The secretory pathway and its adaptation to a high secretory demand

MARTINEZ, H; SAMPIERI, L; GARCIA IA; ALVAREZ, C

Rosario, Santa Fe

Simposio; SAIB 2014; 2014

SAIB

Membrane transport from the ER to the Golgi complex requires multiple molecules located in at least three distinct membrane entities: at specialized subdomains of the Endoplasmic reticulum called ERES (ER exit sites), at VTCs (Vesicular tubular clusters) and at cis-Golgi network. The mammalian Rab1 GTPase is essential for ER to Golgi transport and, through its interactions with diverse effector proteins, regulates the formation, tethering and fusion of transport carriers derived from the ER. It is clear that Rab1b is acting in sequential stages at the ER-Golgi transport and we propose a model that postulates that Rab1b is a coordinator of this step of transport.Furthermore, since Rab1 isoforms (Rab1a and Rab1b) are ubiquitous and different tissues express dissimilar mRNA levels of Rab1 isoforms, we also analyzed cellular effects induced by changes of Rab1b levels.
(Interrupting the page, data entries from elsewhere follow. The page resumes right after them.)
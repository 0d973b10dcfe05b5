use std::path::PathBuf;
use std::sync::Arc;

use anyhow::Context as _;
use clap::Parser;
use mipview::{
    BitDepth, ColorSpace, DisplayChannels, HeadlessSettings, HeadlessSurface, InMemoryCacheOpts,
    InMemoryFrameCache, RectI, RenderRequest, RenderStatus, SequenceTime, SourceImage,
    UpstreamRenderer, ViewerInstance, ViewerOpts,
};
use tracing_subscriber::EnvFilter;

#[derive(Parser, Debug)]
#[command(name = "mipview", version)]
/// Render a synthetic gradient through the viewer pipeline and write the displayed tile as a PNG.
struct Cli {
    /// Viewer options JSON.
    #[arg(long)]
    config: Option<PathBuf>,

    /// Output PNG path.
    #[arg(long)]
    out: PathBuf,

    /// Source image width.
    #[arg(long, default_value_t = 1024)]
    width: i32,

    /// Source image height.
    #[arg(long, default_value_t = 576)]
    height: i32,

    /// Viewer zoom factor.
    #[arg(long, default_value_t = 1.0)]
    zoom: f64,

    /// Exposure multiplier.
    #[arg(long)]
    exposure: Option<f64>,

    /// Display color space (`linear`, `srgb`, `rec709`).
    #[arg(long)]
    colorspace: Option<String>,

    /// Displayed channels (`rgba`, `r`, `g`, `b`, `a`, `luminance`).
    #[arg(long)]
    channels: Option<String>,

    /// Tile edge as a power of two.
    #[arg(long)]
    tile_pow2: Option<u32>,
}

/// Horizontal hue ramp over a vertical brightness ramp.
struct Gradient {
    bounds: RectI,
}

impl UpstreamRenderer for Gradient {
    fn region_of_definition(&self, _time: SequenceTime) -> Option<RectI> {
        Some(self.bounds)
    }

    fn graph_hash(&self) -> u64 {
        0x6772_6164
    }

    fn render(&self, req: &RenderRequest) -> Option<Arc<SourceImage>> {
        let region = req.region.intersect(self.bounds)?;
        let w = self.bounds.width().max(1) as f32;
        let h = self.bounds.height().max(1) as f32;
        Some(Arc::new(SourceImage::from_fn(region, |x, y| {
            let u = x as f32 / w;
            let v = 1.0 - y as f32 / h;
            [u * v, (1.0 - u) * v, v * v, 1.0]
        })))
    }
}

fn main() -> anyhow::Result<()> {
    tracing_subscriber::fmt()
        .with_env_filter(EnvFilter::from_default_env())
        .with_writer(std::io::stderr)
        .init();

    let cli = Cli::parse();
    let mut opts = match &cli.config {
        Some(p) => ViewerOpts::from_path(p)?,
        None => ViewerOpts::default(),
    };
    if let Some(p) = cli.tile_pow2 {
        opts.tile_size_pow2 = p;
    }
    if let Some(e) = cli.exposure {
        opts.initial.exposure = e;
    }
    if let Some(name) = &cli.colorspace {
        opts.initial.color_space = ColorSpace::from_name(name)?;
    }
    if let Some(name) = &cli.channels {
        opts.initial.channels = parse_channels(name)?;
    }
    let bounds = RectI::new(0, 0, cli.width, cli.height)?;

    let surface = Arc::new(HeadlessSurface::new(HeadlessSettings {
        zoom: cli.zoom,
        bit_depth: BitDepth::Byte,
        ..HeadlessSettings::default()
    }));
    let cache = Arc::new(InMemoryFrameCache::new(InMemoryCacheOpts::default()));
    let viewer = ViewerInstance::new(opts, Arc::new(Gradient { bounds }), surface.clone(), cache)?;

    match viewer.render(0, false, false, false) {
        RenderStatus::Ok => {}
        status => anyhow::bail!("viewer render finished with {status:?}"),
    }
    let upload = surface
        .last_upload()
        .context("render produced no display upload")?;

    let rgba: Vec<u8> = upload
        .bytes
        .chunks_exact(4)
        .flat_map(|px| [px[2], px[1], px[0], px[3]])
        .collect();

    if let Some(parent) = cli.out.parent() {
        std::fs::create_dir_all(parent)
            .with_context(|| format!("create output dir '{}'", parent.display()))?;
    }
    image::save_buffer_with_format(
        &cli.out,
        &rgba,
        upload.texture.width,
        upload.texture.height,
        image::ColorType::Rgba8,
        image::ImageFormat::Png,
    )
    .with_context(|| format!("write png '{}'", cli.out.display()))?;

    eprintln!(
        "wrote {} ({}x{}, mip {})",
        cli.out.display(),
        upload.texture.width,
        upload.texture.height,
        upload.texture.mip
    );
    Ok(())
}

fn parse_channels(name: &str) -> anyhow::Result<DisplayChannels> {
    serde_json::from_value(serde_json::Value::String(name.to_ascii_lowercase()))
        .with_context(|| format!("unknown channel selection \"{name}\""))
}
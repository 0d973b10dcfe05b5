use super::*;
use crate::color::lut::{ColorSpace, U8XX_MAX};

fn params(channels: DisplayChannels, exposure: f32, lut: Option<&'static Lut>) -> PixelParams {
    PixelParams {
        exposure,
        channels: channels.map(),
        lut,
    }
}

fn row(pixels: &[[f32; 4]]) -> Vec<f32> {
    pixels.iter().flatten().copied().collect()
}

fn read_f32(bytes: &[u8]) -> Vec<f32> {
    bytes
        .chunks_exact(4)
        .map(|c| f32::from_ne_bytes([c[0], c[1], c[2], c[3]]))
        .collect()
}

#[test]
fn channel_modes_map_to_offsets() {
    assert_eq!(DisplayChannels::Rgba.map().offsets, [0, 1, 2]);
    assert_eq!(DisplayChannels::G.map().offsets, [1, 1, 1]);
    assert_eq!(DisplayChannels::A.map().offsets, [3, 3, 3]);
    let l = DisplayChannels::Luminance.map();
    assert!(l.luminance);
    assert_eq!(l.offsets, [0, 1, 2]);
}

#[test]
fn luminance_is_applied_after_exposure() {
    let p = params(DisplayChannels::Luminance, 2.0, None);
    let [r, g, b] = p.sample(&[1.0, 0.5, 0.25, 1.0]);
    let expected = 0.299 * 2.0 + 0.587 * 1.0 + 0.114 * 0.5;
    assert!((r - expected).abs() < 1e-6);
    assert_eq!(r, g);
    assert_eq!(g, b);
}

#[test]
fn single_channel_is_replicated() {
    let p = params(DisplayChannels::B, 1.0, None);
    assert_eq!(p.sample(&[0.1, 0.2, 0.3, 0.4]), [0.3, 0.3, 0.3]);
}

#[test]
fn bgra_packing_is_little_endian_bgra() {
    let word = to_bgra(0x11, 0x22, 0x33, 0xFF);
    assert_eq!(word.to_le_bytes(), [0x33, 0x22, 0x11, 0xFF]);
}

#[test]
fn carry_accumulator_never_exceeds_16_bits() {
    // Worst case: every sample at the top of the range with a full fractional byte carried.
    let mut acc = 0xFFu32;
    for _ in 0..10_000 {
        acc = carry_step(acc, U8XX_MAX);
        assert!(acc <= 0xFFFF);
    }

    // Pseudo-random sweep over the valid range.
    let mut carry = ErrorCarry::default();
    let mut x = 0x1234_5678u32;
    for _ in 0..100_000 {
        x ^= x << 13;
        x ^= x >> 17;
        x ^= x << 5;
        let s = (x % (u32::from(U8XX_MAX) + 1)) as u16;
        carry.push([s, U8XX_MAX - s, s / 2]);
        assert!(carry.accumulators().iter().all(|&a| a <= 0xFFFF));
    }
}

#[test]
fn carry_diffuses_fractional_remainder() {
    // 0x7F80 is code 127.5; alternating output averages to the true value.
    let mut carry = ErrorCarry::default();
    let codes: Vec<u8> = (0..4).map(|_| carry.push([0x7F80; 3])[0]).collect();
    assert_eq!(codes, vec![128, 127, 128, 127]);
}

#[test]
fn jittered_phase_is_seeded_and_in_range() {
    let a = JitteredPhase { seed: 7 };
    let b = JitteredPhase { seed: 7 };
    let c = JitteredPhase { seed: 8 };
    let mut differs = false;
    for row in 0..64 {
        let s = a.start_column(row, 37);
        assert!(s < 37);
        assert_eq!(s, b.start_column(row, 37));
        differs |= s != c.start_column(row, 37);
    }
    assert!(differs);
    assert_eq!(a.start_column(5, 1), 0);
}

#[test]
fn fixed_phase_is_clamped() {
    assert_eq!(FixedPhase { column: 3 }.start_column(0, 10), 3);
    assert_eq!(FixedPhase { column: 30 }.start_column(0, 10), 9);
    assert_eq!(CenteredPhase.start_column(7, 10), 5);
    assert_eq!(CenteredPhase.start_column(7, 1), 0);
}

#[test]
fn float_row_steps_by_decimation_and_forces_alpha() {
    let src = row(&[
        [0.1, 0.2, 0.3, 0.0],
        [9.0, 9.0, 9.0, 9.0],
        [0.4, 0.5, 0.6, 0.0],
        [9.0, 9.0, 9.0, 9.0],
    ]);
    let mut dst = vec![0u8; 2 * 16];
    convert_row_f32(&src, 2, &mut dst, &params(DisplayChannels::Rgba, 1.0, None));
    assert_eq!(read_f32(&dst), vec![0.1, 0.2, 0.3, 1.0, 0.4, 0.5, 0.6, 1.0]);
}

#[test]
fn byte_row_without_lut_quantizes_directly() {
    let src = row(&[[1.0, 0.0, 0.5, 0.0], [0.0, 1.0, 0.0, 0.0]]);
    let mut dst = vec![0u8; 8];
    convert_row_u8(&src, 1, &mut dst, &params(DisplayChannels::Rgba, 1.0, None), 1);
    assert_eq!(dst, vec![128, 0, 255, 255, 0, 255, 0, 255]);
}

#[test]
fn byte_row_is_fully_written_from_any_start() {
    let lut = ColorSpace::Srgb.lut();
    let src = row(&[[0.18, 0.18, 0.18, 1.0]; 9]);
    for start in 0..9 {
        let mut dst = vec![0u8; 9 * 4];
        convert_row_u8(&src, 1, &mut dst, &params(DisplayChannels::Rgba, 1.0, lut), start);
        for px in dst.chunks_exact(4) {
            assert_eq!(px[3], 255);
            assert!(px[0] == 117 || px[0] == 118, "got {}", px[0]);
        }
    }
}

#[test]
fn byte_row_stops_at_source_end() {
    let src = row(&[[1.0; 4]; 3]);
    let mut dst = vec![0u8; 4 * 4];
    convert_row_u8(&src, 2, &mut dst, &params(DisplayChannels::Rgba, 1.0, None), 0);
    // Two samples exist at step 2 (columns 0 and 2); the tail stays cleared.
    assert_eq!(&dst[..8], &[255; 8]);
    assert_eq!(&dst[8..], &[0; 8]);
}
We report that an increase in Rab1b levels induces changes in Golgi structure and gene expression. Such gene expression changes require the activation of p38 mitogen-activated protein kinase (MAPK) and the cAMP-responsive element-bindingprotein (CREB) binding consensus site. The data strongly suggest that a Rab1b increase is required to elicit a secretory response.